I avoided social situations because I felt like I was too physically revolting to most people. I HATED public speaking for most of my life. The idea of people looking at me, seeing how fat I am, thinking to themselves, "What a lardo. She needs to go on a diet," made me stay seated in class as a teen or at work meetings as an adult, even if I felt like I had something interesting to say. I silenced myself, preferring to stifle my naturally exuberant personality so people wouldn't look at me.
The year I turned forty, my brother died and it occurred to me that life is way too fucking short not to live it to the fullest. Around that same time I read the book Health at Every Size by Dr. Linda Bacon. I finally got the nerve to stop dieting. Only took me thirty-one years, a bout with anorexia, and an obscene amount of days spent sobbing.
I'm forty-five now. I haven't been on a diet in five years. I'm still fat. But I'm healthier than ever. My cholesterol, glucose, blood pressure, and bone density are in the healthy to excellent range. I go to bed at night feeling good and I wake up excited about the day.
Another big thing: I've gotten over my social phobia.

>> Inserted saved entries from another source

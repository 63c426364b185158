use clap::{Parser, Subcommand, ValueEnum};
use std::path::PathBuf;

#[derive(Parser)]
#[command(name = "openclaw-config", version, about = "OpenClaw configuration manager")]
pub struct Cli {
    /// Configuration file to edit.
    #[arg(short, long, global = true, default_value = "openclaw.json", env = "OPENCLAW_CONFIG")]
    pub config: PathBuf,
    /// Directory for editor state (snapshot, theme).
    #[arg(long, global = true)]
    pub state_dir: Option<PathBuf>,
    #[command(subcommand)]
    pub command: Commands,
}

#[derive(Subcommand)]
pub enum Commands {
    /// Print the document in canonical form.
    Show,
    /// Report validation problems and dangling model references.
    Validate,
    /// Print shell commands for managing a remote gateway host.
    Commands(CommandsOpts),
    /// Rename a provider and rewrite references to its models.
    RenameProvider(RenameOpts),
    /// Write the document with a fresh `meta.lastTouchedAt`.
    Export(ExportOpts),
    /// Manage the persisted snapshot.
    Snapshot {
        #[command(subcommand)]
        action: SnapshotAction,
    },
    /// Show or change the theme preference.
    Theme {
        #[arg(value_enum)]
        mode: Option<ThemeArg>,
    },
}

#[derive(clap::Args)]
pub struct CommandsOpts {
    /// Remote username.
    #[arg(short, long)]
    pub user: Option<String>,
    /// Remote base path, ending with a separator.
    #[arg(short, long)]
    pub path: Option<String>,
}

#[derive(clap::Args)]
pub struct RenameOpts {
    pub old: String,
    pub new: String,
}

#[derive(clap::Args)]
pub struct ExportOpts {
    /// Output file or directory; prints to stdout when omitted.
    #[arg(short, long)]
    pub out: Option<PathBuf>,
}

#[derive(Subcommand)]
pub enum SnapshotAction {
    /// Commit the current document and persist it.
    Save,
    /// Replace the document with the persisted snapshot.
    Restore {
        /// Skip the confirmation prompt.
        #[arg(short, long)]
        yes: bool,
    },
    /// Compare the document with the persisted snapshot.
    Status,
}

#[derive(Clone, Copy, ValueEnum)]
pub enum ThemeArg {
    Dark,
    Light,
    Toggle,
}
use indexmap::IndexMap;
use serde::{Deserialize, Serialize};
use serde_json::{Map, Value};

use crate::error::EditorError;

use super::defaults::{
    DEFAULT_AGENT_MAX_CONCURRENT, DEFAULT_CONTEXT_WINDOW, DEFAULT_GATEWAY_MODE,
    DEFAULT_GATEWAY_PORT, DEFAULT_MAX_TOKENS, DEFAULT_SUBAGENT_MAX_CONCURRENT,
};

/// Keys a section does not model. Kept verbatim so that a loaded document
/// round-trips without losing data.
pub type Extra = Map<String, Value>;

/// Root of an `openclaw.json` document.
#[derive(Debug, Clone, PartialEq, Serialize, Deserialize)]
#[serde(rename_all = "camelCase")]
pub struct ConfigDocument {
    #[serde(default)]
    pub meta: MetaSection,
    #[serde(default, skip_serializing_if = "Option::is_none")]
    pub wizard: Option<WizardSection>,
    #[serde(default)]
    pub auth: AuthSection,
    #[serde(default)]
    pub models: ModelsSection,
    #[serde(default)]
    pub agents: AgentsSection,
    #[serde(default, skip_serializing_if = "Option::is_none")]
    pub messages: Option<Value>,
    #[serde(default, skip_serializing_if = "Option::is_none")]
    pub commands: Option<Value>,
    #[serde(default, skip_serializing_if = "Option::is_none")]
    pub hooks: Option<Value>,
    #[serde(default)]
    pub channels: ChannelsSection,
    #[serde(default)]
    pub gateway: GatewaySection,
    #[serde(default, skip_serializing_if = "Option::is_none")]
    pub skills: Option<Value>,
    #[serde(default)]
    pub plugins: PluginsSection,
    #[serde(flatten)]
    pub extra: Extra,
}

impl Default for ConfigDocument {
    fn default() -> Self {
        Self {
            meta: MetaSection::default(),
            wizard: None,
            auth: AuthSection::default(),
            models: ModelsSection::default(),
            agents: AgentsSection::default(),
            messages: None,
            commands: None,
            hooks: None,
            channels: ChannelsSection::default(),
            gateway: GatewaySection::default(),
            skills: None,
            plugins: PluginsSection::default(),
            extra: Extra::new(),
        }
    }
}

// ============================================================================
// Meta / Wizard / Auth
// ============================================================================

#[derive(Debug, Clone, PartialEq, Serialize, Deserialize, Default)]
#[serde(rename_all = "camelCase")]
pub struct MetaSection {
    #[serde(default, skip_serializing_if = "Option::is_none")]
    pub last_touched_version: Option<String>,
    #[serde(default, skip_serializing_if = "Option::is_none")]
    pub last_touched_at: Option<String>,
    #[serde(flatten)]
    pub extra: Extra,
}

#[derive(Debug, Clone, PartialEq, Serialize, Deserialize, Default)]
#[serde(rename_all = "camelCase")]
pub struct WizardSection {
    #[serde(default, skip_serializing_if = "Option::is_none")]
    pub last_run_at: Option<String>,
    #[serde(default, skip_serializing_if = "Option::is_none")]
    pub last_run_version: Option<String>,
    #[serde(default, skip_serializing_if = "Option::is_none")]
    pub last_run_command: Option<String>,
    #[serde(default, skip_serializing_if = "Option::is_none")]
    pub last_run_mode: Option<String>,
    #[serde(flatten)]
    pub extra: Extra,
}

#[derive(Debug, Clone, PartialEq, Serialize, Deserialize, Default)]
#[serde(rename_all = "camelCase")]
pub struct AuthSection {
    #[serde(default)]
    pub profiles: IndexMap<String, Value>,
    #[serde(flatten)]
    pub extra: Extra,
}

// ============================================================================
// Models
// ============================================================================

#[derive(Debug, Clone, Copy, PartialEq, Eq, Serialize, Deserialize, Default)]
#[serde(rename_all = "kebab-case")]
pub enum ModelApi {
    #[default]
    OpenaiCompletions,
    OpenaiResponses,
    AnthropicMessages,
    GoogleGenerativeAi,
    GithubCopilot,
    BedrockConverseStream,
    Ollama,
}

impl std::str::FromStr for ModelApi {
    type Err = String;
    fn from_str(s: &str) -> Result<Self, Self::Err> {
        match s {
            "openai-completions" => Ok(Self::OpenaiCompletions),
            "openai-responses" => Ok(Self::OpenaiResponses),
            "anthropic-messages" => Ok(Self::AnthropicMessages),
            "google-generative-ai" => Ok(Self::GoogleGenerativeAi),
            "github-copilot" => Ok(Self::GithubCopilot),
            "bedrock-converse-stream" => Ok(Self::BedrockConverseStream),
            "ollama" => Ok(Self::Ollama),
            _ => Err(format!("invalid api mode: {s}")),
        }
    }
}

#[derive(Debug, Clone, Copy, PartialEq, Eq, Serialize, Deserialize)]
#[serde(rename_all = "lowercase")]
pub enum InputModality {
    Text,
    Image,
}

#[derive(Debug, Clone, PartialEq, Serialize, Deserialize, Default)]
#[serde(rename_all = "camelCase")]
pub struct ModelCost {
    #[serde(default)]
    pub input: f64,
    #[serde(default)]
    pub output: f64,
    #[serde(default)]
    pub cache_read: f64,
    #[serde(default)]
    pub cache_write: f64,
    #[serde(flatten)]
    pub extra: Extra,
}

#[derive(Debug, Clone, PartialEq, Serialize, Deserialize)]
#[serde(rename_all = "camelCase")]
pub struct ModelDefinition {
    pub id: String,
    #[serde(default)]
    pub name: String,
    #[serde(default)]
    pub reasoning: bool,
    #[serde(default = "default_input")]
    pub input: Vec<InputModality>,
    #[serde(default)]
    pub cost: ModelCost,
    #[serde(default = "default_context_window")]
    pub context_window: u64,
    #[serde(default = "default_max_tokens")]
    pub max_tokens: u64,
    #[serde(flatten)]
    pub extra: Extra,
}

impl ModelDefinition {
    /// Display name, falling back to the id when no name is set.
    pub fn display_name(&self) -> &str {
        if self.name.is_empty() {
            &self.id
        } else {
            &self.name
        }
    }

    pub fn supports_images(&self) -> bool {
        self.input.contains(&InputModality::Image)
    }
}

#[derive(Debug, Clone, PartialEq, Serialize, Deserialize, Default)]
#[serde(rename_all = "camelCase")]
pub struct ProviderConfig {
    #[serde(default)]
    pub base_url: String,
    #[serde(default)]
    pub api_key: String,
    #[serde(default)]
    pub api: ModelApi,
    #[serde(default)]
    pub models: Vec<ModelDefinition>,
    #[serde(flatten)]
    pub extra: Extra,
}

#[derive(Debug, Clone, PartialEq, Serialize, Deserialize, Default)]
#[serde(rename_all = "camelCase")]
pub struct ModelsSection {
    #[serde(default)]
    pub providers: IndexMap<String, ProviderConfig>,
    #[serde(flatten)]
    pub extra: Extra,
}

// ============================================================================
// Agent defaults
// ============================================================================

/// Primary model plus ordered fallbacks, both as `provider/model` ids.
///
/// Accepts the shorthand `"model": "provider/id"` on input and always writes
/// the detailed form.
#[derive(Debug, Clone, PartialEq, Serialize, Deserialize, Default)]
#[serde(rename_all = "camelCase", from = "AgentModelRepr")]
pub struct AgentModelSelection {
    pub primary: String,
    pub fallbacks: Vec<String>,
    #[serde(flatten)]
    pub extra: Extra,
}

#[derive(Deserialize)]
#[serde(untagged)]
enum AgentModelRepr {
    Simple(String),
    Detailed(AgentModelDetail),
}

#[derive(Deserialize)]
#[serde(rename_all = "camelCase")]
struct AgentModelDetail {
    #[serde(default)]
    primary: String,
    #[serde(default)]
    fallbacks: Vec<String>,
    #[serde(flatten)]
    extra: Extra,
}

impl From<AgentModelRepr> for AgentModelSelection {
    fn from(repr: AgentModelRepr) -> Self {
        match repr {
            AgentModelRepr::Simple(primary) => Self {
                primary,
                ..Self::default()
            },
            AgentModelRepr::Detailed(detail) => Self {
                primary: detail.primary,
                fallbacks: detail.fallbacks,
                extra: detail.extra,
            },
        }
    }
}

#[derive(Debug, Clone, PartialEq, Serialize, Deserialize)]
#[serde(rename_all = "camelCase")]
pub struct SubagentDefaults {
    #[serde(default = "default_subagent_max_concurrent")]
    pub max_concurrent: u32,
    #[serde(flatten)]
    pub extra: Extra,
}

impl Default for SubagentDefaults {
    fn default() -> Self {
        Self {
            max_concurrent: DEFAULT_SUBAGENT_MAX_CONCURRENT,
            extra: Extra::new(),
        }
    }
}

#[derive(Debug, Clone, PartialEq, Serialize, Deserialize, Default)]
#[serde(rename_all = "camelCase")]
pub struct SandboxSettings {
    #[serde(default)]
    pub mode: String,
    #[serde(flatten)]
    pub extra: Extra,
}

#[derive(Debug, Clone, PartialEq, Serialize, Deserialize)]
#[serde(rename_all = "camelCase")]
pub struct AgentDefaults {
    #[serde(default)]
    pub model: AgentModelSelection,
    /// Per-model settings keyed by `provider/model` id (aliases, params).
    #[serde(default)]
    pub models: IndexMap<String, Value>,
    #[serde(default)]
    pub workspace: String,
    #[serde(default = "default_agent_max_concurrent")]
    pub max_concurrent: u32,
    #[serde(default)]
    pub subagents: SubagentDefaults,
    #[serde(default, skip_serializing_if = "Option::is_none")]
    pub sandbox: Option<SandboxSettings>,
    #[serde(flatten)]
    pub extra: Extra,
}

impl Default for AgentDefaults {
    fn default() -> Self {
        Self {
            model: AgentModelSelection::default(),
            models: IndexMap::new(),
            workspace: String::new(),
            max_concurrent: DEFAULT_AGENT_MAX_CONCURRENT,
            subagents: SubagentDefaults::default(),
            sandbox: None,
            extra: Extra::new(),
        }
    }
}

#[derive(Debug, Clone, PartialEq, Serialize, Deserialize, Default)]
#[serde(rename_all = "camelCase")]
pub struct AgentsSection {
    #[serde(default)]
    pub defaults: AgentDefaults,
    #[serde(flatten)]
    pub extra: Extra,
}

// ============================================================================
// Channels
// ============================================================================

/// Messaging platforms the editor can register.
#[derive(Debug, Clone, Copy, PartialEq, Eq, Hash)]
pub enum ChannelKind {
    Telegram,
    Discord,
    Slack,
    Whatsapp,
    Signal,
    Imessage,
}

impl ChannelKind {
    pub const ALL: &'static [ChannelKind] = &[
        ChannelKind::Telegram,
        ChannelKind::Discord,
        ChannelKind::Slack,
        ChannelKind::Whatsapp,
        ChannelKind::Signal,
        ChannelKind::Imessage,
    ];

    pub fn as_str(self) -> &'static str {
        match self {
            ChannelKind::Telegram => "telegram",
            ChannelKind::Discord => "discord",
            ChannelKind::Slack => "slack",
            ChannelKind::Whatsapp => "whatsapp",
            ChannelKind::Signal => "signal",
            ChannelKind::Imessage => "imessage",
        }
    }
}

impl std::fmt::Display for ChannelKind {
    fn fmt(&self, f: &mut std::fmt::Formatter<'_>) -> std::fmt::Result {
        f.write_str(self.as_str())
    }
}
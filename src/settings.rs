use std::path::PathBuf;

use crate::editor::commands::DEFAULT_COMMAND_USER;

/// Runtime settings of the editor host (not the edited document).
#[derive(Debug, Clone, PartialEq, Eq)]
pub struct EditorSettings {
    /// Directory holding durable editor state (snapshot, theme).
    pub state_dir: PathBuf,
    /// Where to fetch the example document from, if anywhere.
    pub example_url: Option<String>,
    /// Default username for generated commands.
    pub command_user: String,
    /// Default remote base path for generated commands; empty means
    /// `/Users/<user>/.openclaw/`.
    pub command_base_path: String,
}

impl Default for EditorSettings {
    fn default() -> Self {
        Self {
            state_dir: default_state_dir(),
            example_url: None,
            command_user: DEFAULT_COMMAND_USER.to_string(),
            command_base_path: String::new(),
        }
    }
}

impl EditorSettings {
    /// Defaults overlaid with `OPENCLAW_EDITOR_*` environment variables.
    pub fn from_env() -> Self {
        let mut settings = Self::default();
        settings.apply_overrides(|key| std::env::var(key).ok());
        settings
    }

    /// Apply overrides from a variable lookup. Empty values are ignored.
    pub fn apply_overrides(&mut self, lookup: impl Fn(&str) -> Option<String>) {
        let var = |key: &str| lookup(key).filter(|v| !v.trim().is_empty());

        if let Some(dir) = var("OPENCLAW_EDITOR_STATE_DIR") {
            self.state_dir = PathBuf::from(dir);
        }

        if let Some(url) = var("OPENCLAW_EDITOR_EXAMPLE_URL") {
            self.example_url = Some(url);
        }

        if let Some(user) = var("OPENCLAW_EDITOR_USER") {
            self.command_user = user;
        }

        if let Some(path) = var("OPENCLAW_EDITOR_BASE_PATH") {
            self.command_base_path = path;
        }
    }
}

fn default_state_dir() -> PathBuf {
    dirs::home_dir()
        .map(|h| h.join(".openclaw-editor"))
        .unwrap_or_else(|| PathBuf::from(".openclaw-editor"))
}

After I turned forty, my brother died, and I quit dieting, ready for some full life living, I finally decided what I wanted to be when I grew up. A storytime lady.
Storytime at the library was my favorite thing in the world when I was a little kid. Books saved my life many times when I needed a friend, or a laugh, or some sympathy as I got to be too old to go to storytime. I was thrilled when my own child was born and we started going to storytime at the library when she was four months old. But then she got too old for storytime. Which meant I couldn't go to storytime anymore. Which made me very sad.
But what if I didn't have to stop going to storytime? What if I could figure out a way to get the nerve to LEAD my own storytime?
I did it. With a combination of psychotropic medicine, cognitive behavior therapy, and pure, self-healing perseverance, I learned how to lead a storytime without worrying about all the eyes on me. Without worrying that the caregivers will think I'm revolting. I joke around that the reason it took me so long to find my dream job is because I never thought I could be a storytime lady because I don't have a great singing voice. that it's my job to demonstrate to caregivers that it's OK to sing with your kids even if you don't have a great voice. But honestly, the reason it took me so long to find my dream job is because for far too many years I feared judgy eyes on my fat body.